Há pouco assisti a um vídeo sobre um centro cultural recém-inaugurado em Lumiar, uma cidadezinha no interior do Rio. O vídeo enfatizava o sentido de pertencimento daquele centro, algo que diz respeito a todos e toca no fundo da vida comunitária. Isso significa um enfraquecimento, por vezes total apagamento, da fronteira entre espectador e participante. Uma integração da vida coletiva que, no caso de Lumiar, significa também uma nova integração da cidade com a fazenda. Uma visão holística, em tudo diferente do individualismo de massas que vingou nas grandes cidades. Propícia ocasião para o pensamento do começo, que tudo quer refazer.

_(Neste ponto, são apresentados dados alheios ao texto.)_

//! Composition root
//!
//! [`init_app`] builds every component in dependency order and registers the
//! long-lived ones with the [`crate::infrastructure::Lifecycle`].

pub mod bootstrap;

pub use bootstrap::{AppContext, init_app, init_app_with_routes};
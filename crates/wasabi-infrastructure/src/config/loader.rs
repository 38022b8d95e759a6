//! Configuration loader
//!
//! Sources are merged in this order, later ones overriding earlier ones:
//!
//! 1. `AppConfig::default()`
//! 2. a TOML file, either the explicit path or `wasabi.toml` in the
//!    working directory when present
//! 3. environment variables `WASABI_<SECTION>_<FIELD>`
//!
//! `WASABI_POSTGRES_MAX_IDLE_CONNS` maps to `postgres.max_idle_conns`;
//! variables whose first segment is not a section (`WASABI_ENV`,
//! `WASABI_SHUTDOWN_TIMEOUT`) map to top-level fields. Values of string
//! fields are taken verbatim, so a numeric password keeps its digits.

use crate::config::AppConfig;
use crate::constants::{CONFIG_ENV_PREFIX, CONFIG_SECTIONS, DEFAULT_CONFIG_FILENAME};
use figment::Figment;
use figment::providers::{Env, Format, Serialized, Toml};
use figment::value::{Uncased, UncasedStr, Value};
use std::net::SocketAddr;
use std::path::{Path, PathBuf};
use wasabi_domain::error::{Error, Result};
use wasabi_domain::error_ext::ErrorContext;

/// Configuration loader service
#[derive(Debug, Clone)]
pub struct ConfigLoader {
    config_path: Option<PathBuf>,
    env_prefix: String,
}

impl ConfigLoader {
    pub fn new() -> Self {
        Self {
            config_path: None,
            env_prefix: CONFIG_ENV_PREFIX.to_string(),
        }
    }

    /// Read this TOML file; it must exist
    pub fn with_config_path<P: AsRef<Path>>(mut self, path: P) -> Self {
        self.config_path = Some(path.as_ref().to_path_buf());
        self
    }

    pub fn with_env_prefix<S: Into<String>>(mut self, prefix: S) -> Self {
        self.env_prefix = prefix.into();
        self
    }

    /// Explicit configuration file path, if any
    pub fn config_path(&self) -> Option<&Path> {
        self.config_path.as_deref()
    }

    /// Load and validate configuration from all sources
    pub fn load(&self) -> Result<AppConfig> {
        let defaults = Figment::from(Serialized::defaults(AppConfig::default()));
        let mut figment = defaults.clone();

        match &self.config_path {
            Some(path) if !path.exists() => {
                return Err(Error::config(format!(
                    "Configuration file not found: {}",
                    path.display()
                )));
            }
            Some(path) => figment = figment.merge(Toml::file(path)),
            None => {
                let default_path = Path::new(DEFAULT_CONFIG_FILENAME);
                if default_path.exists() {
                    figment = figment.merge(Toml::file(default_path));
                }
            }
        }

        let env = Env::prefixed(&format!("{}_", self.env_prefix)).map(section_key);
        figment = figment.merge(env.clone());
        figment = merge_text_overrides(figment, &defaults, &env);

        let config: AppConfig = figment
            .extract()
            .config_context("Failed to extract configuration")?;

        validate_app_config(&config)?;
        Ok(config)
    }

    /// Write `config` as TOML, loadable again through [`Self::with_config_path`]
    pub fn save_to_file<P: AsRef<Path>>(&self, config: &AppConfig, path: P) -> Result<()> {
        let toml_string =
            toml::to_string_pretty(config).config_context("Failed to serialize config to TOML")?;
        std::fs::write(path.as_ref(), toml_string)?;
        Ok(())
    }
}

impl Default for ConfigLoader {
    fn default() -> Self {
        Self::new()
    }
}

/// `POSTGRES_MAX_IDLE_CONNS` -> `postgres.max_idle_conns`
fn section_key(key: &UncasedStr) -> Uncased<'_> {
    let key = key.as_str().to_ascii_lowercase();
    let nested = match key.split_once('_') {
        Some((section, field)) if CONFIG_SECTIONS.contains(&section) => {
            Some(format!("{section}.{field}"))
        }
        _ => None,
    };
    Uncased::from(nested.unwrap_or(key))
}

/// Re-apply string-typed variables verbatim
///
/// `Env` parses values, so `WASABI_REDIS_PASSWORD=007` would arrive as the
/// integer 7. Keys whose default is a string take the raw text instead.
fn merge_text_overrides(mut figment: Figment, defaults: &Figment, env: &Env) -> Figment {
    for (key, raw) in env.iter() {
        if matches!(defaults.find_value(key.as_str()), Ok(Value::String(..))) {
            figment = figment.merge(Serialized::default(key.as_str(), raw));
        }
    }
    figment
}

/// Validate application configuration
fn validate_app_config(config: &AppConfig) -> Result<()> {
    validate_postgres_config(config)?;
    validate_redis_config(config)?;
    validate_metrics_config(config)?;
    validate_tracing_config(config)?;
    Ok(())
}

fn validate_postgres_config(config: &AppConfig) -> Result<()> {
    if config.postgres.dsn.trim().is_empty() {
        return Err(Error::config(
            "PostgreSQL DSN is required (set WASABI_POSTGRES_DSN)",
        ));
    }
    Ok(())
}

fn validate_redis_config(config: &AppConfig) -> Result<()> {
    if config.redis.enable && config.redis.addr.trim().is_empty() {
        return Err(Error::config(
            "Redis address cannot be empty when redis is enabled",
        ));
    }
    Ok(())
}

fn validate_metrics_config(config: &AppConfig) -> Result<()> {
    config
        .metrics
        .addr
        .parse::<SocketAddr>()
        .map(|_| ())
        .config_context(format!("Invalid metrics address {:?}", config.metrics.addr))
}

fn validate_tracing_config(config: &AppConfig) -> Result<()> {
    let rate = config.tracing.sample_rate;
    if !(0.0..=1.0).contains(&rate) {
        return Err(Error::config(format!(
            "Tracing sample rate must be within [0, 1], got {rate}"
        )));
    }
    Ok(())
}
//! Tests for the Redis adapter that need no running server

use prometheus::Registry;
use tracing::Dispatch;
use wasabi_domain::error::Error;
use wasabi_domain::ports::{HealthChecker, HealthStatus, LifecycleManaged, ServiceState};
use wasabi_domain::value_objects::CacheConfig;
use wasabi_providers::cache::RedisCache;

fn enabled() -> CacheConfig {
    CacheConfig {
        enable: true,
        addr: "127.0.0.1:1".to_string(),
        ..CacheConfig::default()
    }
}

#[test]
fn test_disabled_cache_refuses_construction() {
    let registry = Registry::new();
    let result = RedisCache::new(&CacheConfig::default(), &registry, Dispatch::none());

    match result {
        Err(err) => {
            assert!(err.is_disabled());
            assert_eq!(err.to_string(), "redis is disabled");
        }
        Ok(_) => panic!("disabled cache must not construct"),
    }
}

#[test]
fn test_enabled_cache_builds_without_connecting() {
    let cache = RedisCache::new(&enabled(), &Registry::new(), Dispatch::none()).expect("client");

    assert_eq!(cache.addr(), "127.0.0.1:1");
    assert_eq!(cache.state(), ServiceState::Stopped);
}

#[test]
fn test_connection_info_carries_db_and_password() {
    let config = CacheConfig {
        db: 3,
        password: "0123:secret@x".to_string(),
        ..enabled()
    };
    let cache = RedisCache::new(&config, &Registry::new(), Dispatch::none()).expect("client");

    let settings = cache.connection_info().redis_settings();
    assert_eq!(settings.db(), 3);
    assert_eq!(settings.password(), Some("0123:secret@x"));
}

#[test]
fn test_malformed_addr_is_configuration_error() {
    let config = CacheConfig {
        addr: "cache-without-port".to_string(),
        ..enabled()
    };
    let result = RedisCache::new(&config, &Registry::new(), Dispatch::none());
    assert!(matches!(result, Err(Error::Configuration { .. })));
}

#[tokio::test]
async fn test_command_before_start_is_cache_error() {
    let cache = RedisCache::new(&enabled(), &Registry::new(), Dispatch::none()).expect("client");

    let result: Result<String, Error> = cache.command("GET", &["key"]).await;
    assert!(matches!(result, Err(Error::Cache { .. })));
}

#[tokio::test]
async fn test_start_fails_when_unreachable() {
    let cache = RedisCache::new(&enabled(), &Registry::new(), Dispatch::none()).expect("client");

    assert!(matches!(cache.start().await, Err(Error::Cache { .. })));
    assert_eq!(cache.state(), ServiceState::Stopped);
}

#[tokio::test]
async fn test_health_check_down_without_connection() {
    let cache = RedisCache::new(&enabled(), &Registry::new(), Dispatch::none()).expect("client");

    let check = cache.health_checker().check_health().await;
    assert_eq!(check.status, HealthStatus::Down);
    assert_eq!(check.name, "redis");
}

#[tokio::test]
async fn test_stop_is_idempotent() {
    let cache = RedisCache::new(&enabled(), &Registry::new(), Dispatch::none()).expect("client");

    cache.stop().await.expect("first stop");
    cache.stop().await.expect("second stop");
    assert_eq!(cache.state(), ServiceState::Stopped);
}

#[test]
fn test_instruments_registered_once_per_registry() {
    let registry = Registry::new();
    let _first = RedisCache::new(&enabled(), &registry, Dispatch::none()).expect("client");

    let second = RedisCache::new(&enabled(), &registry, Dispatch::none());
    assert!(matches!(second, Err(Error::Internal { .. })));
}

Talvez seja isso: talvez seja a hora da Refazenda, a hora em que devemos nos tornar novamente fazedores ou refazedores do mundo, abandonar a posição de espectadores indignados. Não à toa, era essa uma das canções que compunham a trilha do vídeo. Imagine Refazendas surgindo pelo extenso território brasileiro, unindo o mais simples ao mais sofisticado, desafogando o inferno das grandes cidades, reunindo os jovens mais brilhantes de uma geração massacrada pela economia, ampliando o contato dos humanos entre si e com a natureza, nos reconectando com o cosmo, nos tornando mais uma vez senhores do próprio destino, refazendo tudo… Soa a utopia romântica, e talvez seja. Mas não faz mal nesse momento de embate desesperado com a realidade.